Alpine-Umbau ein Erfolg? Famin will 'Aufbruch-Dynamik' fortsetzen
"Wir haben für die zweite Saisonhälfte Änderungen vorgenommen, vor allem an der Arbeitsweise des Teams an der Rennstrecke, die sofortige und greifbare Erfolge brachten", behauptete Teamchef Bruno Famin in Anbetracht des personellen Radikal-Umbaus im abgelaufenen Jahr. Diesem waren unter anderem der ehemalige Teamchef Otmar Szafnauer und Technik-Leiter Alan Permane zum Opfer gefallen.
Der zentrale Pfeiler im Team bleibt Famin selbst.

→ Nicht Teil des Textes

//! Framed ciphertext envelope codec.
//!
//! # Wire format
//!
//! ```text
//! version(1) | wrapped_key(40) | tag(16) | ciphertext(..)
//! ```
//!
//! All fields are concatenated big-endian-style with no separators; the
//! ciphertext is the same length as the plaintext. The version byte enables
//! future algorithm migration without breaking existing ciphertext.

use aegis_common::Error;

use crate::crypto::{TAG_LEN, WRAPPED_KEY_LEN};

/// The only envelope version this codec produces or accepts.
pub const VERSION: u8 = 0x01;

/// Fixed size of the envelope header preceding the ciphertext body.
pub const HEADER_LEN: usize = 1 + WRAPPED_KEY_LEN + TAG_LEN;

/// A parsed ciphertext envelope.
#[derive(Debug, Clone, PartialEq, Eq)]
pub struct Envelope {
    /// AES-wrapped per-value key.
    pub wrapped_key: [u8; WRAPPED_KEY_LEN],
    /// AES-GCM authentication tag.
    pub tag: [u8; TAG_LEN],
    /// AES-GCM ciphertext, same length as the plaintext.
    pub ciphertext: Vec<u8>,
}

impl Envelope {
    /// Encode this envelope into its wire representation.
    pub fn to_bytes(&self) -> Vec<u8> {
        let mut buf = Vec::with_capacity(HEADER_LEN + self.ciphertext.len());
        buf.push(VERSION);
        buf.extend_from_slice(&self.wrapped_key);
        buf.extend_from_slice(&self.tag);
        buf.extend_from_slice(&self.ciphertext);
        buf
    }

    /// Parse a wire buffer back into an [`Envelope`].
    ///
    /// # Errors
    ///
    /// Returns [`Error::NotCiphertext`] if the buffer is shorter than
    /// [`HEADER_LEN`] or does not start with [`VERSION`].
    pub fn parse(buf: &[u8]) -> Result<Self, Error> {
        if buf.len() < HEADER_LEN || buf[0] != VERSION {
            return Err(Error::NotCiphertext);
        }
        let mut wrapped_key = [0u8; WRAPPED_KEY_LEN];
        wrapped_key.copy_from_slice(&buf[1..1 + WRAPPED_KEY_LEN]);
        let mut tag = [0u8; TAG_LEN];
        tag.copy_from_slice(&buf[1 + WRAPPED_KEY_LEN..HEADER_LEN]);
        Ok(Self {
            wrapped_key,
            tag,
            ciphertext: buf[HEADER_LEN..].to_vec(),
        })
    }
}

#[cfg(test)]
mod tests {
    use super::*;

    fn sample() -> Envelope {
        Envelope {
            wrapped_key: [0xAA; WRAPPED_KEY_LEN],
            tag: [0xBB; TAG_LEN],
            ciphertext: vec![0xCC; 5],
        }
    }

    #[test]
    fn header_is_57_bytes() {
        assert_eq!(HEADER_LEN, 57);
    }

    #[test]
    fn encode_parse_round_trip() {
        let env = sample();
        let bytes = env.to_bytes();
        assert_eq!(bytes.len(), 62);
        assert_eq!(bytes[0], 0x01);
        assert_eq!(Envelope::parse(&bytes).unwrap(), env);
    }

    #[test]
    fn layout_matches_field_order() {
        let bytes = sample().to_bytes();
        assert_eq!(&bytes[1..41], &[0xAA; 40]);
        assert_eq!(&bytes[41..57], &[0xBB; 16]);
        assert_eq!(&bytes[57..], &[0xCC; 5]);
    }

    #[test]
    fn short_buffer_is_not_ciphertext() {
        assert!(matches!(
            Envelope::parse(&[0x01; 10]),
            Err(Error::NotCiphertext)
        ));
        // One byte short of a valid empty-body envelope.
        let mut buf = sample().to_bytes();
        buf.truncate(HEADER_LEN - 1);
        assert!(matches!(Envelope::parse(&buf), Err(Error::NotCiphertext)));
    }

    #[test]
    fn unknown_version_is_not_ciphertext() {
        let mut bytes = sample().to_bytes();
        bytes[0] = 0x02;
        assert!(matches!(Envelope::parse(&bytes), Err(Error::NotCiphertext)));
    }

    #[test]
    fn empty_body_envelope_is_valid() {
        let env = Envelope {
            wrapped_key: [0; WRAPPED_KEY_LEN],
            tag: [0; TAG_LEN],
            ciphertext: Vec::new(),
        };
        let bytes = env.to_bytes();
        assert_eq!(bytes.len(), HEADER_LEN);
        assert_eq!(Envelope::parse(&bytes).unwrap(), env);
    }
}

Wie sich in den letzten Monaten schon andeutete, wird der Motorsport-Verantwortliche bei der französischen Sportwagenmarke die Rolle als Teamchef, welche er im Juli 2023 interimsmäßig annahm, nun fix weiter besetzen und ist damit direkt Alpine-CEO Philippe Krief unterstellt, der ebenfalls im Juli 2023 von Laurent Rossi übernahm.
Famin gab für 2024 folgende Marschroute aus: "Unser Ziel ist es nun, diese Dynamik auf das gesamte Alpine Racing Team auszudehnen, und wir wollen 2024 ganz vorne mit dabei sein, wenn es darum geht, hohe Standards zu erfüllen und die operative Exzellenz zu erhalten." Personell soll das mit zwei neuen Posten gelingen. Sowohl in Enstone als auch im Motoren-Werk in Viry-Chatillon wurden neue Chief Operating Officer ernannt, sie sollen Famin etwas Last von den Schultern nehmen.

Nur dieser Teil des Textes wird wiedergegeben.